Anti Mainstream

Kreativitas adalah milik semua orang. Bukan didominasi oleh ilmuwan dan pakar yang berpendidikan tinggi. Semua orang bisa menjadi orang yang kreatif asalkan mereka mau keluar dari zona nyaman, berani berimajinasi dan mau belajar dari orang lain. Salah satu cara untuk kreativ itu adalah dengan konsep ATM yaitu singkatan dari amati, tiru dan modifikasi.

Konsep inilah yang dipakai hari ini oleh bangsa China sehingga perekonomian mereka mulai beranjak naik. Mereka mampu memproduksi kendaraan bermotor dan Hand phone yang membanjiri pasar-pasar di Indonesia. Mereka mengamati dan mempelajari produk-produk yang dikeluarkan oleh Bangsa Jepang dan Amerika, kemudian mereka melakukan modifikasi. Walaupun kebanyakan mereka mengamati dan menirunya 100 %.

creative-genius-mindset-mind-map1

Kreativitas adalah kemampuan untuk melahirkan ide dan gagasan baru yang segar dan orisinal untuk mengatasi tantangan dan mencapai tujuan yang kita inginkan.Pada zaman ini perubahan juga terjadi dalam waktu yang sangat cepat. Banyak penemuan-penemuan dan ilmu baru dilahirkan. Informasi begitu mudah kita dapatkan dengan berbagai media. Pada zaman ini orang yang berkuasa adalah orang yang menguasai teknologi dan informasi.

Untuk dapat bersaing dalam era teknologi dan informasi yang mengandalkan kecerdasan dan fleksibilitas ini diperlukan kemampuan berpikir kreatif. Kita melihat dalam dunia bisnis, perusahaan yang tidak kreatif melakukan perubahan dan perbaikan, akan tertinggal dibandingkan yang lainnya yang secara dinamis terus melakukan perubahan dan perbaikan.

Melakukan hal-hal biasa dengan cara yang tidak biasa akan membawa kesuksesan-  Henry John Heinz

Berani Tampil Beda

beda

Pada prinsipnya kreativitas disebut juga keberanian untuk berani tampil beda dan berani melawan arus utama (mainstream) yang berkembang.
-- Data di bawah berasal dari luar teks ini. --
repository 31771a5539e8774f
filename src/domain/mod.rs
pub mod identity;
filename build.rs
fn main() {
	// Need this for CoreML. See: https://ort.pyke.io/perf/execution-providers#coreml
    println!("cargo:rerun-if-changed=build.rs");

	#[cfg(target_os = "macos")]
	println!("cargo:rustc-link-arg=-fapple-link-rtlib");
}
Namun kalau kita lihat kebanyakan orang kreatif memang kelihatan berbeda diawal, bahkan cendrung ide dan gagasannya dilihat secara pesimis oleh orang lain, dikritisi bahkan dipatahkan. Namun orang kreatif memiliki semangat dan mental yang kuat untuk membuktikan bahwa ide dan gagasanya mereka, akan sangat berguna suatu saat.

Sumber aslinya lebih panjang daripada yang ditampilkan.